Malaysia opened an Islamic conference on terrorism yesterday, branding both Palestinian suicide bombers and Israeli soldiers as terrorists and urging the UN Security Council to approve "deterrent sanctions" against Israel.
Malaysian Prime Minister Mahathir Mohamad, recalling the Nazi Holocaust against the Jews during World War II, said Israel should pull its troops out of the Palestinian territories and urged the world to intervene by force if it did not.
"The Holocaust did not defeat the Jews. A second holocaust with Arabs for victims will not defeat the Arabs either," Mahathir told foreign ministers from the Organization of the Islamic Conference (OIC).
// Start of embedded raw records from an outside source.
//! [`Command`] for publishing a [`Notification`] to a [`Property`].

use common::operations::{By, Commit, Insert, Select, Transact, Transacted};
use derive_more::{Display, Error, From};
use tracerr::Traced;

#[cfg(doc)]
use crate::domain::User;
use crate::{
    domain::{meldung, notification, property, user, Notification, Property},
    infra::{database, Database},
    Service,
};

use super::Command;

/// [`Command`] for publishing a [`Notification`] to everyone living in a
/// [`Property`], issued by its owner.
#[derive(Clone, Debug)]
pub struct CreateNotification {
    /// ID of the landlord [`User`] publishing the [`Notification`].
    pub creator_id: user::Id,

    /// ID of the [`Property`] the [`Notification`] is published to.
    pub property_id: property::Id,

    /// [`notification::Kind`] of the [`Notification`].
    pub kind: notification::Kind,

    /// [`notification::Priority`] of the [`Notification`].
    pub priority: notification::Priority,

    /// [`notification::Title`] of the [`Notification`].
    pub title: notification::Title,

    /// [`notification::Text`] of the [`Notification`].
    pub message: notification::Text,

    /// ID of the related [`Meldung`], if any.
    ///
    /// [`Meldung`]: crate::domain::Meldung
    pub meldung_id: Option<meldung::Id>,
}

impl<Db, Bill> Command<CreateNotification> for Service<Db, Bill>
where
    Db: Database<
            Select<By<Option<Property>, property::Id>>,
            Ok = Option<Property>,
            Err = Traced<database::Error>,
        > + Database<Transact, Err = Traced<database::Error>>,
    Transacted<Db>: Database<
            Insert<Notification>,
            Ok = (),
            Err = Traced<database::Error>,
        > + Database<Commit, Ok = (), Err = Traced<database::Error>>,
{
    type Ok = Notification;
    type Err = Traced<ExecutionError>;

    async fn execute(
        &self,
        cmd: CreateNotification,
    ) -> Result<Self::Ok, Self::Err> {
        use ExecutionError as E;

        let CreateNotification {
            creator_id,
            property_id,
            kind,
            priority,
            title,
            message,
            meldung_id,
        } = cmd;

        let property = self
            .database()
            .execute(Select(By::new(property_id)))
            .await
            .map_err(tracerr::map_from_and_wrap!(=> E))?
            .ok_or(E::PropertyNotExists(property_id))
            .map_err(tracerr::wrap!())?;
        if property.owner_id != creator_id {
            return Err(tracerr::new!(E::NotOwner(property_id)));
        }

        let notification = Notification {
            id: notification::Id::new(),
            property_id,
            kind,
            priority,
            title,
            message,
            creator_id,
            meldung_id,
            read_by: vec![],
            created_at: notification::CreationDateTime::now(),
        };

        let tx = self
            .database()
            .execute(Transact)
            .await
            .map_err(tracerr::map_from_and_wrap!(=> E))?;
        tx.execute(Insert(notification.clone()))
            .await
            .map_err(tracerr::map_from_and_wrap!(=> E))?;
        tx.execute(Commit)
            .await
            .map_err(tracerr::map_from_and_wrap!(=> E))?;

        Ok(notification)
    }
}

/// Error of [`CreateNotification`] [`Command`] execution.
#[derive(Debug, Display, Error, From)]
pub enum ExecutionError {
    /// [`Database`] error.
    #[display("`Database` operation failed: {_0}")]
    Db(database::Error),

    /// [`Property`] doesn't exist.
    #[display("`Property(id: {_0})` does not exist")]
    #[from(ignore)]
    PropertyNotExists(#[error(not(source))] property::Id),

    /// [`Property`] is owned by someone else.
    #[display("`Property(id: {_0})` is not owned by the `User`")]
    #[from(ignore)]
    NotOwner(#[error(not(source))] property::Id),
}
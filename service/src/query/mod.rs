//! [`Query`] definition.

pub mod meldung;
pub mod notification;
pub mod property;
pub mod unit;
pub mod user;

use common::operations::{By, Select};
use tracerr::Traced;

use crate::{
    infra::{database, Database},
    Service,
};

/// [`Query`] of the [`Service`].
pub use common::Handler as Query;

/// [`Query`] [`Select`]ing a `T`ype from a [`Database`].
#[derive(Clone, Copy, Debug)]
#[expect(clippy::module_name_repetitions, reason = "more readable")]
pub struct DatabaseQuery<T>(T);

impl<W, B> DatabaseQuery<By<W, B>> {
    /// Creates a new [`DatabaseQuery`] selecting a `W` by the provided `B`.
    #[must_use]
    pub fn by(by: B) -> Self {
        Self(By::new(by))
    }
}

impl<Db, Bill, W, B> Query<DatabaseQuery<By<W, B>>> for Service<Db, Bill>
where
    Db: Database<Select<By<W, B>>, Ok = W, Err = Traced<database::Error>>,
{
    type Ok = W;
    type Err = Traced<database::Error>;

    async fn execute(
        &self,
        DatabaseQuery(by): DatabaseQuery<By<W, B>>,
    ) -> Result<Self::Ok, Self::Err> {
        self.database()
            .execute(Select(by))
            .await
            .map_err(tracerr::wrap!())
    }
}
"Israelis must come to their senses and opt for de-escalation of terror rather than escalating it. If the Israelis won't, then the world must forcibly stop them."
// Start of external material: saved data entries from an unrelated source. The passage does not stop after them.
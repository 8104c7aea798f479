//! [`Query`] collection related to [`Meldung`]s.

use common::operations::{By, Select};
use derive_more::{Display, Error, From};
use tracerr::Traced;

use crate::{
    domain::{meldung, user, Meldung, Message},
    infra::{database, Database},
    read, Query, Service,
};

/// [`Query`] checking whether a [`User`] may access the thread of a
/// [`Meldung`].
///
/// Evaluated against the current state on every call.
///
/// [`User`]: crate::domain::User
#[derive(Clone, Copy, Debug)]
pub struct HasAccess {
    /// ID of the [`User`] asking for access.
    ///
    /// [`User`]: crate::domain::User
    pub user_id: user::Id,

    /// [`user::Role`] of the [`User`] asking for access.
    ///
    /// [`User`]: crate::domain::User
    pub role: user::Role,

    /// ID of the [`Meldung`] to access.
    pub meldung_id: meldung::Id,
}

impl<Db, Bill> Query<HasAccess> for Service<Db, Bill>
where
    Db: Database<
        Select<By<read::meldung::Chain, meldung::Id>>,
        Ok = read::meldung::Chain,
        Err = Traced<database::Error>,
    >,
{
    type Ok = bool;
    type Err = Traced<database::Error>;

    async fn execute(&self, q: HasAccess) -> Result<Self::Ok, Self::Err> {
        let HasAccess {
            user_id,
            role,
            meldung_id,
        } = q;

        Ok(self
            .database()
            .execute(Select(By::<read::meldung::Chain, _>::new(meldung_id)))
            .await
            .map_err(tracerr::wrap!())?
            .grants(user_id, role))
    }
}

/// [`Query`] of a [`Meldung`] along with its [`Message`]s, for a [`User`]
/// allowed to access them.
///
/// [`User`]: crate::domain::User
#[derive(Clone, Copy, Debug)]
pub struct Thread {
    /// ID of the [`User`] reading the thread.
    ///
    /// [`User`]: crate::domain::User
    pub user_id: user::Id,

    /// [`user::Role`] of the [`User`] reading the thread.
    ///
    /// [`User`]: crate::domain::User
    pub role: user::Role,

    /// ID of the [`Meldung`] to read.
    pub meldung_id: meldung::Id,
}

impl<Db, Bill> Query<Thread> for Service<Db, Bill>
where
    Db: Database<
            Select<By<read::meldung::Chain, meldung::Id>>,
            Ok = read::meldung::Chain,
            Err = Traced<database::Error>,
        > + Database<
            Select<By<Vec<Message>, meldung::Id>>,
            Ok = Vec<Message>,
            Err = Traced<database::Error>,
        >,
{
    type Ok = read::meldung::Thread;
    type Err = Traced<ExecutionError>;

    async fn execute(&self, q: Thread) -> Result<Self::Ok, Self::Err> {
        use ExecutionError as E;

        let Thread {
            user_id,
            role,
            meldung_id,
        } = q;

        let chain = self
            .database()
            .execute(Select(By::<read::meldung::Chain, _>::new(meldung_id)))
            .await
            .map_err(tracerr::map_from_and_wrap!(=> E))?;
        if chain.meldung.is_none() {
            return Err(tracerr::new!(E::MeldungNotExists(meldung_id)));
        }
        let meldung = chain
            .granted_to(user_id, role)
            .ok_or(E::Forbidden(meldung_id))
            .map_err(tracerr::wrap!())?;

        let messages = self
            .database()
            .execute(Select(By::<Vec<Message>, _>::new(meldung_id)))
            .await
            .map_err(tracerr::map_from_and_wrap!(=> E))?;

        Ok(read::meldung::Thread { meldung, messages })
    }
}

/// Error of [`Thread`] [`Query`] execution.
#[derive(Debug, Display, Error, From)]
pub enum ExecutionError {
    /// [`Database`] error.
    #[display("`Database` operation failed: {_0}")]
    Db(database::Error),

    /// [`Meldung`] doesn't exist.
    #[display("`Meldung(id: {_0})` does not exist")]
    #[from(ignore)]
    MeldungNotExists(#[error(not(source))] meldung::Id),

    /// [`User`] may not access the [`Meldung`] thread.
    ///
    /// [`User`]: crate::domain::User
    #[display("`Meldung(id: {_0})` thread is not accessible")]
    #[from(ignore)]
    Forbidden(#[error(not(source))] meldung::Id),
}

/// [`Query`] of the [`Meldung`]s relevant to a [`User`] by its
/// [`user::Role`], newest first.
///
/// [`User`]: crate::domain::User
#[derive(Clone, Copy, Debug)]
pub struct List {
    /// ID of the [`User`] listing.
    ///
    /// [`User`]: crate::domain::User
    pub user_id: user::Id,

    /// [`user::Role`] of the [`User`] listing.
    ///
    /// [`User`]: crate::domain::User
    pub role: user::Role,
}

impl<Db, Bill> Query<List> for Service<Db, Bill>
where
    Db: Database<
        Select<By<Vec<Meldung>, read::meldung::list::Selector>>,
        Ok = Vec<Meldung>,
        Err = Traced<database::Error>,
    >,
{
    type Ok = Vec<Meldung>;
    type Err = Traced<database::Error>;

    async fn execute(
        &self,
        List { user_id, role }: List,
    ) -> Result<Self::Ok, Self::Err> {
        self.database()
            .execute(Select(By::new(read::meldung::list::Selector::of(
                user_id, role,
            ))))
            .await
            .map_err(tracerr::wrap!())
    }
}

#[cfg(test)]
mod spec {
    use crate::{
        domain::{meldung, property, unit, user},
        spec::service,
        Query as _,
    };

    use super::{ExecutionError, HasAccess, List, Thread};

    #[tokio::test]
    async fn access_follows_chain() {
        let (svc, _) = service();
        let owner = user::spec::with_role(user::Role::Landlord);
        let property = property::spec::owned_by(owner.id);
        let unit = unit::spec::vacant(property.id);
        let (reporter, craftsman) = (user::Id::new(), user::Id::new());
        let mut meldung = meldung::spec::filed(unit.id, reporter);
        meldung.assigned_to = Some(craftsman);
        svc.database().put(owner.clone());
        svc.database().put(property);
        svc.database().put(unit);
        svc.database().put(meldung.clone());

        let has_access = |user_id, role| {
            svc.execute(HasAccess {
                user_id,
                role,
                meldung_id: meldung.id,
            })
        };
        assert!(has_access(reporter, user::Role::Tenant).await.unwrap());
        assert!(has_access(craftsman, user::Role::Craftsman).await.unwrap());
        assert!(has_access(owner.id, user::Role::Landlord).await.unwrap());
        assert!(!has_access(user::Id::new(), user::Role::Tenant)
            .await
            .unwrap());
        assert!(!has_access(user::Id::new(), user::Role::Craftsman)
            .await
            .unwrap());

        let unknown = svc
            .execute(HasAccess {
                user_id: owner.id,
                role: user::Role::Landlord,
                meldung_id: meldung::Id::new(),
            })
            .await
            .unwrap();
        assert!(!unknown, "missing `Meldung` denies access");
    }

    #[tokio::test]
    async fn broken_chain_denies_access() {
        let (svc, _) = service();
        let reporter = user::Id::new();
        let meldung = meldung::spec::filed(unit::Id::new(), reporter);
        svc.database().put(meldung.clone());

        let granted = svc
            .execute(HasAccess {
                user_id: reporter,
                role: user::Role::Tenant,
                meldung_id: meldung.id,
            })
            .await
            .unwrap();
        assert!(!granted);

        let err = svc
            .execute(Thread {
                user_id: reporter,
                role: user::Role::Tenant,
                meldung_id: meldung.id,
            })
            .await
            .unwrap_err();
        assert!(matches!(err.as_ref(), ExecutionError::Forbidden(_)));
    }

    #[tokio::test]
    async fn lists_by_role() {
        let (svc, _) = service();
        let owner = user::spec::with_role(user::Role::Landlord);
        let property = property::spec::owned_by(owner.id);
        let unit = unit::spec::vacant(property.id);
        let (reporter, craftsman) = (user::Id::new(), user::Id::new());
        let mut assigned = meldung::spec::filed(unit.id, reporter);
        assigned.assigned_to = Some(craftsman);
        let other = meldung::spec::filed(unit.id, user::Id::new());
        svc.database().put(property);
        svc.database().put(unit);
        svc.database().put(assigned.clone());
        svc.database().put(other);

        let svc = &svc;
        let ids = |user_id, role| async move {
            svc.execute(List { user_id, role })
                .await
                .unwrap()
                .into_iter()
                .map(|m| m.id)
                .collect::<Vec<_>>()
        };
        assert_eq!(ids(owner.id, user::Role::Landlord).await.len(), 2);
        assert_eq!(ids(reporter, user::Role::Tenant).await, [assigned.id]);
        assert_eq!(ids(craftsman, user::Role::Craftsman).await, [assigned.id]);
    }
}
A resolution calling on the Security Council to "take the necessary measures to provide international protection for the Palestinian people and apply deterrent sanctions against Israel" was approved unanimously.
The resolution, adopted at the first session of a conference, said Israel's actions were "posing a threat to international peace and security, and dragging the region toward an all-out war."
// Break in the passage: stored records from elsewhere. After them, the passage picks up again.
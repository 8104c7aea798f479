//! [`Notification`]-related read definitions.

#[cfg(doc)]
use crate::domain::Notification;
use crate::domain::{Property, Unit, User};

/// Indicates whether the [`Notification`]s of the provided [`Property`] are
/// shown to the provided [`User`].
///
/// They are shown to the owner and to the tenants currently living in one of
/// the [`Property`]'s [`Unit`]s, given as the `residence` of the [`User`].
#[must_use]
pub fn visible_to(
    property: &Property,
    user: &User,
    residence: Option<&Unit>,
) -> bool {
    property.owner_id == user.id
        || residence.is_some_and(|u| {
            u.property_id == property.id && u.current_tenant == Some(user.id)
        })
}

#[cfg(test)]
mod spec {
    use crate::domain::{property, unit, user};

    use super::visible_to;

    #[test]
    fn owner_and_residents_only() {
        let owner = user::spec::with_role(user::Role::Landlord);
        let property = property::spec::owned_by(owner.id);
        let tenant = user::spec::with_role(user::Role::Tenant);
        let mut home = unit::spec::vacant(property.id);
        _ = home.occupy(tenant.id);
        let mut elsewhere = unit::spec::vacant(property::Id::new());
        _ = elsewhere.occupy(tenant.id);

        assert!(visible_to(&property, &owner, None));
        assert!(visible_to(&property, &tenant, Some(&home)));
        assert!(!visible_to(&property, &tenant, Some(&elsewhere)));
        assert!(!visible_to(&property, &tenant, None));

        home.vacate();
        assert!(!visible_to(&property, &tenant, Some(&home)), "moved out");
    }
}
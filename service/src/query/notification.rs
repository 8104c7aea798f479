//! [`Query`] collection related to [`Notification`]s.

use common::operations::{By, Select};
use derive_more::{Display, Error, From};
use tracerr::Traced;

use crate::{
    domain::{property, unit, user, Notification, Property, Unit, User},
    infra::{database, Database},
    read, Query, Service,
};

/// [`Query`] of the [`Notification`]s of a [`Property`] shown to a [`User`],
/// newest first.
#[derive(Clone, Copy, Debug)]
pub struct ByProperty {
    /// ID of the [`User`] reading the [`Notification`]s.
    pub user_id: user::Id,

    /// ID of the [`Property`] the [`Notification`]s are published for.
    pub property_id: property::Id,
}

impl<Db, Bill> Query<ByProperty> for Service<Db, Bill>
where
    Db: Database<
            Select<By<Option<Property>, property::Id>>,
            Ok = Option<Property>,
            Err = Traced<database::Error>,
        > + Database<
            Select<By<Option<User>, user::Id>>,
            Ok = Option<User>,
            Err = Traced<database::Error>,
        > + Database<
            Select<By<Option<Unit>, unit::Id>>,
            Ok = Option<Unit>,
            Err = Traced<database::Error>,
        > + Database<
            Select<By<Vec<Notification>, property::Id>>,
            Ok = Vec<Notification>,
            Err = Traced<database::Error>,
        >,
{
    type Ok = Vec<Notification>;
    type Err = Traced<ExecutionError>;

    async fn execute(&self, q: ByProperty) -> Result<Self::Ok, Self::Err> {
        use ExecutionError as E;

        let ByProperty {
            user_id,
            property_id,
        } = q;

        let property = self
            .database()
            .execute(Select(By::<Option<Property>, _>::new(property_id)))
            .await
            .map_err(tracerr::map_from_and_wrap!(=> E))?
            .ok_or(E::PropertyNotExists(property_id))
            .map_err(tracerr::wrap!())?;
        let user = self
            .database()
            .execute(Select(By::<Option<User>, _>::new(user_id)))
            .await
            .map_err(tracerr::map_from_and_wrap!(=> E))?
            .ok_or(E::Forbidden(property_id))
            .map_err(tracerr::wrap!())?;
        let residence = match user.assigned_unit() {
            Some(unit_id) => self
                .database()
                .execute(Select(By::<Option<Unit>, _>::new(unit_id)))
                .await
                .map_err(tracerr::map_from_and_wrap!(=> E))?,
            None => None,
        };
        if !read::notification::visible_to(&property, &user, residence.as_ref())
        {
            return Err(tracerr::new!(E::Forbidden(property_id)));
        }

        self.database()
            .execute(Select(By::<Vec<Notification>, _>::new(property_id)))
            .await
            .map_err(tracerr::map_from_and_wrap!(=> E))
    }
}

/// Error of [`ByProperty`] [`Query`] execution.
#[derive(Debug, Display, Error, From)]
pub enum ExecutionError {
    /// [`Database`] error.
    #[display("`Database` operation failed: {_0}")]
    Db(database::Error),

    /// [`Property`] doesn't exist.
    #[display("`Property(id: {_0})` does not exist")]
    #[from(ignore)]
    PropertyNotExists(#[error(not(source))] property::Id),

    /// [`User`] is neither the owner nor a resident of the [`Property`].
    #[display("`Property(id: {_0})` notifications are not accessible")]
    #[from(ignore)]
    Forbidden(#[error(not(source))] property::Id),
}

#[cfg(test)]
mod spec {
    use crate::{
        command::CreateNotification,
        domain::{notification, property, unit, user},
        spec::service,
        Command as _, Query as _,
    };

    use super::{ByProperty, ExecutionError};

    #[tokio::test]
    async fn shown_to_owner_and_residents() {
        let (svc, _) = service();
        let owner = user::spec::with_role(user::Role::Landlord);
        let property = property::spec::owned_by(owner.id);
        let mut unit = unit::spec::vacant(property.id);
        let mut resident = user::spec::with_role(user::Role::Tenant);
        resident.profile = user::Profile::Tenant {
            assigned_unit: Some(unit.id),
        };
        _ = unit.occupy(resident.id);
        let neighbour = user::spec::with_role(user::Role::Tenant);
        for u in [&owner, &resident, &neighbour] {
            svc.database().put(u.clone());
        }
        svc.database().put(property.clone());
        svc.database().put(unit);

        for title in ["Hoffest", "Wasser abgestellt"] {
            _ = svc
                .execute(CreateNotification {
                    creator_id: owner.id,
                    property_id: property.id,
                    kind: notification::Kind::Announcement,
                    priority: notification::Priority::Medium,
                    title: notification::Title::new(title).unwrap(),
                    message: notification::Text::new("Details folgen.")
                        .unwrap(),
                    meldung_id: None,
                })
                .await
                .unwrap();
        }

        for user_id in [owner.id, resident.id] {
            let shown = svc
                .execute(ByProperty {
                    user_id,
                    property_id: property.id,
                })
                .await
                .unwrap();
            assert_eq!(shown.len(), 2);
        }

        let err = svc
            .execute(ByProperty {
                user_id: neighbour.id,
                property_id: property.id,
            })
            .await
            .unwrap_err();
        assert!(matches!(err.as_ref(), ExecutionError::Forbidden(_)));
    }
}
Delegates urged the US and Russia, as co-sponsors of the Middle East peace process, the UN Security Council and the EU to press Israel to withdraw its troops from all occupied Arab and Palestinian territories.
The OIC called the conference to dispel perceptions equating Islam with terrorism in the wake of the Sept. 11 attacks by Muslim radical airline hijackers who killed almost 3,000 people in the US.
Ministers or their representatives from most of the OIC's 57 members -- who range from Albania in Europe to Indonesia in Asia, Guyana in South America and Mozambique in Africa -- were in Malaysia for the three-day meeting.
Mahathir proposed a definition for terrorism encompassing all violence targeted at civilians, which he said included the Sept. 11 attacks, Palestinian and Tamil suicide bombers as well as assaults by Israel in the Palestinian territories.
"I would like to suggest here that armed attacks or other forms of attacks against civilians must be regarded as acts of terror and the perpetrators regarded as terrorists," he said.
Mahathir, who faces a challenge from Muslim radicals at home, said the root causes behind acts of terror could not be ignored.
"We cannot just dismiss them as senseless perverts who enjoy terrorizing people," he added, referring to the perpetrators.